Build and validate (Bash tool):
cd /path/to/package && python -m build && twine check dist/*
This creates source distribution and wheel, then validates that PyPI will accept the long description. Any rendering errors must be fixed before proceeding.
5. Verify Tests Exist and Pass
Confirm the package has a test suite and all tests pass.
Run tests (Bash tool):
cd /path/to/package && python -m pytest
If pytest is not the test runner, try:
cd /path/to/package && python -m unittest discover
If tests fail, stop and report the failures. Do not proceed with publishing.
6. Check Version Not Already Published
Verify the version number has been bumped and does not conflict with an existing PyPI release.
Check PyPI (Bash tool):
pip index versions package-name
If the current version already exists on PyPI, inform the user. PyPI does not allow re-uploading the same version number. The version must be incremented.
7. Build Distributions
Build source distribution (sdist) and wheel (bdist_wheel).
Clean and build (Bash tool):
cd /path/to/package && rm -rf dist/* && python -m build
Important: Always clean dist/ before building to avoid uploading stale artifacts from previous builds.
Verify that dist/ now contains:
- •
package-name-X.Y.Z.tar.gz(source distribution) - •
package_name-X.Y.Z-py3-none-any.whl(wheel)
8. Test Upload to TestPyPI
Upload to TestPyPI (test.pypi.org) to verify the upload process and package metadata before publishing to production PyPI.
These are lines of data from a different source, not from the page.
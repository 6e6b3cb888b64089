//! Task record: one unit of work and its loop metadata.

use serde::{Deserialize, Serialize};
use std::collections::BTreeSet;
use std::fmt;

use super::TaskId;
use super::stage::LoopStep;

/// The eight recognized top-level keys of a task file.
#[derive(Debug, Clone, Copy, PartialEq, Eq, Hash, PartialOrd, Ord, Serialize, Deserialize)]
#[serde(rename_all = "snake_case")]
pub enum TaskField {
    Id,
    Title,
    LoopStep,
    Preconditions,
    Refs,
    RequiredTests,
    PostUpdates,
    Acceptance,
}

impl TaskField {
    pub const ALL: [TaskField; 8] = [
        TaskField::Id,
        TaskField::Title,
        TaskField::LoopStep,
        TaskField::Preconditions,
        TaskField::Refs,
        TaskField::RequiredTests,
        TaskField::PostUpdates,
        TaskField::Acceptance,
    ];

    pub const LISTS: [TaskField; 5] = [
        TaskField::Preconditions,
        TaskField::Refs,
        TaskField::RequiredTests,
        TaskField::PostUpdates,
        TaskField::Acceptance,
    ];

    pub fn as_str(self) -> &'static str {
        match self {
            TaskField::Id => "id",
            TaskField::Title => "title",
            TaskField::LoopStep => "loop_step",
            TaskField::Preconditions => "preconditions",
            TaskField::Refs => "refs",
            TaskField::RequiredTests => "required_tests",
            TaskField::PostUpdates => "post_updates",
            TaskField::Acceptance => "acceptance",
        }
    }

    /// Looks up a key as written in a task file.
    pub fn from_key(key: &str) -> Option<Self> {
        Self::ALL.into_iter().find(|f| f.as_str() == key)
    }
}

impl fmt::Display for TaskField {
    fn fmt(&self, f: &mut fmt::Formatter<'_>) -> fmt::Result {
        f.write_str(self.as_str())
    }
}

/// A parsed task definition.
///
/// Parsing never fails, so a record may be incomplete: `present` remembers
/// which keys appeared as headers and `loop_step_raw` keeps the text the
/// author wrote. Lint decides whether the record is valid.
#[derive(Debug, Clone, Default, PartialEq, Eq, Serialize)]
pub struct TaskRecord {
    pub id: TaskId,
    pub title: String,
    /// Only set when the raw text is an integer in 0..=7.
    pub loop_step: Option<LoopStep>,
    pub loop_step_raw: Option<String>,
    pub preconditions: Vec<String>,
    pub refs: Vec<String>,
    pub required_tests: Vec<String>,
    pub post_updates: Vec<String>,
    pub acceptance: Vec<String>,
    #[serde(skip)]
    pub present: BTreeSet<TaskField>,
}

impl TaskRecord {
    pub fn has_field(&self, field: TaskField) -> bool {
        self.present.contains(&field)
    }

    /// Items of a list field. Scalar fields have no items.
    pub fn items(&self, field: TaskField) -> &[String] {
        match field {
            TaskField::Preconditions => &self.preconditions,
            TaskField::Refs => &self.refs,
            TaskField::RequiredTests => &self.required_tests,
            TaskField::PostUpdates => &self.post_updates,
            TaskField::Acceptance => &self.acceptance,
            TaskField::Id | TaskField::Title | TaskField::LoopStep => &[],
        }
    }

    pub(crate) fn items_mut(&mut self, field: TaskField) -> Option<&mut Vec<String>> {
        match field {
            TaskField::Preconditions => Some(&mut self.preconditions),
            TaskField::Refs => Some(&mut self.refs),
            TaskField::RequiredTests => Some(&mut self.required_tests),
            TaskField::PostUpdates => Some(&mut self.post_updates),
            TaskField::Acceptance => Some(&mut self.acceptance),
            TaskField::Id | TaskField::Title | TaskField::LoopStep => None,
        }
    }

    /// The authored `loop_step` when it is an integer, in range or not.
    pub fn authored_step(&self) -> Option<i64> {
        match self.loop_step {
            Some(step) => Some(i64::from(step.value())),
            None => self
                .loop_step_raw
                .as_deref()?
                .trim_matches(['"', '\''])
                .trim()
                .parse()
                .ok(),
        }
    }

    /// A task is pending while its authored stage is below the last one.
    /// Records whose `loop_step` is not an integer count as pending.
    pub fn is_pending(&self) -> bool {
        let last = i64::from(LoopStep::LAST.value());
        self.authored_step().is_none_or(|step| step < last)
    }
}
//! Reconciler and progress reports.
//!
//! Both reports are pure functions of their inputs: task records in file
//! order, the workflow state, the changed-path entries and the profile name.
//! Nothing here writes back.

use std::collections::HashSet;
use std::path::{Path, PathBuf};

use serde::Serialize;

use crate::domain::{LoopStep, ResolvedStage, TaskId, TaskRecord, WorkflowState};

pub const UNKNOWN_PROFILE: &str = "unknown";

/// A task record together with the file it came from.
#[derive(Debug, Clone, Copy)]
pub struct TaskView<'a> {
    pub path: &'a Path,
    pub record: &'a TaskRecord,
}

impl<'a> TaskView<'a> {
    pub fn new(path: &'a Path, record: &'a TaskRecord) -> Self {
        Self { path, record }
    }

    /// Views over loaded `(path, record)` pairs.
    pub fn all(records: &'a [(PathBuf, TaskRecord)]) -> Vec<TaskView<'a>> {
        records.iter().map(|(p, r)| TaskView::new(p, r)).collect()
    }

    fn file_name(&self) -> String {
        self.path
            .file_name()
            .map(|n| n.to_string_lossy().into_owned())
            .unwrap_or_default()
    }
}

#[derive(Debug, Clone, Copy, PartialEq, Eq, Serialize)]
#[serde(rename_all = "snake_case")]
pub enum DocStatus {
    Changed,
    Clean,
}

#[derive(Debug, Clone, PartialEq, Eq, Serialize)]
pub struct WatchedDoc {
    pub path: String,
    pub status: DocStatus,
}

#[derive(Debug, Clone, PartialEq, Eq, Serialize)]
pub struct TaskSummary {
    pub id: TaskId,
    pub loop_step: Option<LoopStep>,
    pub title: String,
}

impl TaskSummary {
    fn of(record: &TaskRecord) -> Self {
        Self {
            id: record.id.clone(),
            loop_step: record.loop_step,
            title: record.title.clone(),
        }
    }
}

/// The task the workflow state points at.
#[derive(Debug, Clone, PartialEq, Eq, Serialize)]
pub struct FocusTask {
    pub id: TaskId,
    /// `None` when no task file defines the id.
    pub title: Option<String>,
}

/// Stage 0 report: where are we and what comes next.
#[derive(Debug, Clone, PartialEq, Eq, Serialize)]
pub struct ProgressReport {
    pub profile: String,
    pub focus: Option<FocusTask>,
    pub stage: ResolvedStage,
    pub next_action: String,
    pub pending: Vec<TaskSummary>,
    pub watched: Vec<WatchedDoc>,
    pub changes: Vec<String>,
    pub required_tests: Vec<String>,
}

/// Inputs shared by both reports.
#[derive(Debug, Clone, Copy)]
pub struct ReportInputs<'a> {
    pub tasks: &'a [TaskView<'a>],
    pub state: &'a WorkflowState,
    pub changes: &'a [String],
    pub profile: Option<&'a str>,
}

impl<'a> ReportInputs<'a> {
    fn profile_name(&self) -> String {
        self.profile.unwrap_or(UNKNOWN_PROFILE).to_string()
    }

    fn active_task(&self) -> Option<&'a TaskView<'a>> {
        let id = self.state.current_task_id.as_ref()?;
        self.tasks.iter().find(|t| &t.record.id == id)
    }
}

/// Builds the stage 0 report.
pub fn progress_report(inputs: ReportInputs<'_>, watched_docs: &[String]) -> ProgressReport {
    let active = inputs.active_task();
    let stage = ResolvedStage::resolve(
        inputs.state.current_loop_step,
        active.and_then(|t| t.record.loop_step),
    );

    let focus = inputs
        .state
        .current_task_id
        .as_ref()
        .filter(|id| !id.is_empty())
        .map(|id| FocusTask {
            id: id.clone(),
            title: active.map(|t| t.record.title.clone()),
        });

    let pending: Vec<&TaskRecord> = inputs
        .tasks
        .iter()
        .map(|t| t.record)
        .filter(|r| r.is_pending())
        .collect();

    let watched = watched_docs
        .iter()
        .map(|doc| WatchedDoc {
            path: doc.clone(),
            status: if mentions(inputs.changes, doc) {
                DocStatus::Changed
            } else {
                DocStatus::Clean
            },
        })
        .collect();

    let test_sources = active
        .map(|t| t.record)
        .into_iter()
        .chain(pending.iter().copied());

    ProgressReport {
        profile: inputs.profile_name(),
        focus,
        stage,
        next_action: stage.next_action().to_string(),
        pending: pending.iter().map(|r| TaskSummary::of(r)).collect(),
        watched,
        changes: inputs.changes.to_vec(),
        required_tests: merge_required_tests(test_sources),
    }
}

/// `required_tests` of every source, first occurrence wins.
pub fn merge_required_tests<'a>(sources: impl IntoIterator<Item = &'a TaskRecord>) -> Vec<String> {
    let mut seen: HashSet<&'a str> = HashSet::new();
    let mut merged = Vec::new();
    for record in sources {
        for cmd in &record.required_tests {
            if seen.insert(cmd.as_str()) {
                merged.push(cmd.clone());
            }
        }
    }
    merged
}

#[derive(Debug, Clone, Copy, PartialEq, Eq, Serialize)]
#[serde(rename_all = "snake_case")]
pub enum UpdateStatus {
    Changed,
    NeedsCheck,
}

#[derive(Debug, Clone, PartialEq, Eq, Serialize)]
pub struct PostUpdate {
    pub item: String,
    pub status: UpdateStatus,
}

#[derive(Debug, Clone, PartialEq, Eq, Serialize)]
pub struct WrapUpTask {
    pub loop_step: Option<LoopStep>,
    pub file_name: String,
    pub post_updates: Vec<PostUpdate>,
}

/// Stage 7 report: what still has to be written back before the cycle closes.
#[derive(Debug, Clone, PartialEq, Eq, Serialize)]
pub struct WrapUpReport {
    pub profile: String,
    pub current_task_id: Option<TaskId>,
    pub task: Option<WrapUpTask>,
    pub last_tests: Vec<String>,
    pub changes: Vec<String>,
}

/// Builds the stage 7 report.
pub fn wrap_up_report(inputs: ReportInputs<'_>) -> WrapUpReport {
    let task = inputs.active_task().map(|t| WrapUpTask {
        loop_step: t.record.loop_step,
        file_name: t.file_name(),
        post_updates: t
            .record
            .post_updates
            .iter()
            .map(|item| {
                // `docs/x.md#section` counts as changed when the file is.
                let target = item.split('#').next().unwrap_or_default();
                let status = if mentions(inputs.changes, target) {
                    UpdateStatus::Changed
                } else {
                    UpdateStatus::NeedsCheck
                };
                PostUpdate {
                    item: item.clone(),
                    status,
                }
            })
            .collect(),
    });

    WrapUpReport {
        profile: inputs.profile_name(),
        current_task_id: inputs.state.current_task_id.clone(),
        task,
        last_tests: inputs.state.last_test_commands(),
        changes: inputs.changes.to_vec(),
    }
}

fn mentions(changes: &[String], needle: &str) -> bool {
    changes.iter().any(|entry| entry.contains(needle))
}
//! Domain model (ids, task records, loop stages, workflow state, issues, errors).

pub mod errors;
pub mod ids;
pub mod issue;
pub mod stage;
pub mod state;
pub mod task;

pub use self::errors::{LoopError, LoopResult};
pub use self::ids::TaskId;
pub use self::issue::{Issue, IssueKind};
pub use self::stage::{LoopStep, ResolvedStage};
pub use self::state::{StateUpdate, WorkflowState};
pub use self::task::{TaskField, TaskRecord};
Upload to TestPyPI (Bash tool):
cd /path/to/package && twine upload --repository testpypi dist/*
User will be prompted for TestPyPI credentials:
- •Username:
__token__ - •Password: TestPyPI API token (starts with
pypi-)
If the user does not have a TestPyPI account or token, provide instructions:
- •Create account at https://test.pypi.org/account/register/
- •Generate API token at https://test.pypi.org/manage/account/token/
- •Store token in
~/.pypircor enter when prompted
9. Test Install from TestPyPI
Verify the package installs correctly from TestPyPI.
Install from TestPyPI (Bash tool):
pip install --index-url https://test.pypi.org/simple/ --extra-index-url https://pypi.org/simple/ package-name
The --extra-index-url flag allows dependencies to be installed from production PyPI while the target package comes from TestPyPI.
Verify installation:
python -c "import package_name; print(package_name.__version__)"
If import fails or version is incorrect, investigate and fix before publishing to production PyPI.
10. Publish to PyPI
Upload to production PyPI.
Final upload (Bash tool):
cd /path/to/package && twine upload dist/*
User will be prompted for PyPI credentials:
- •Username:
__token__ - •Password: PyPI API token (starts with
pypi-)
If the user does not have a PyPI account or token, provide instructions:
- •Create account at https://pypi.org/account/register/
- •Generate API token at https://pypi.org/manage/account/token/
- •Scope the token to this specific project (recommended) or use account-wide token
- •Store token in
~/.pypircfor future uploads
11. Post-Publication Tasks
After successful publication, verify the package is installable and complete post-release tasks.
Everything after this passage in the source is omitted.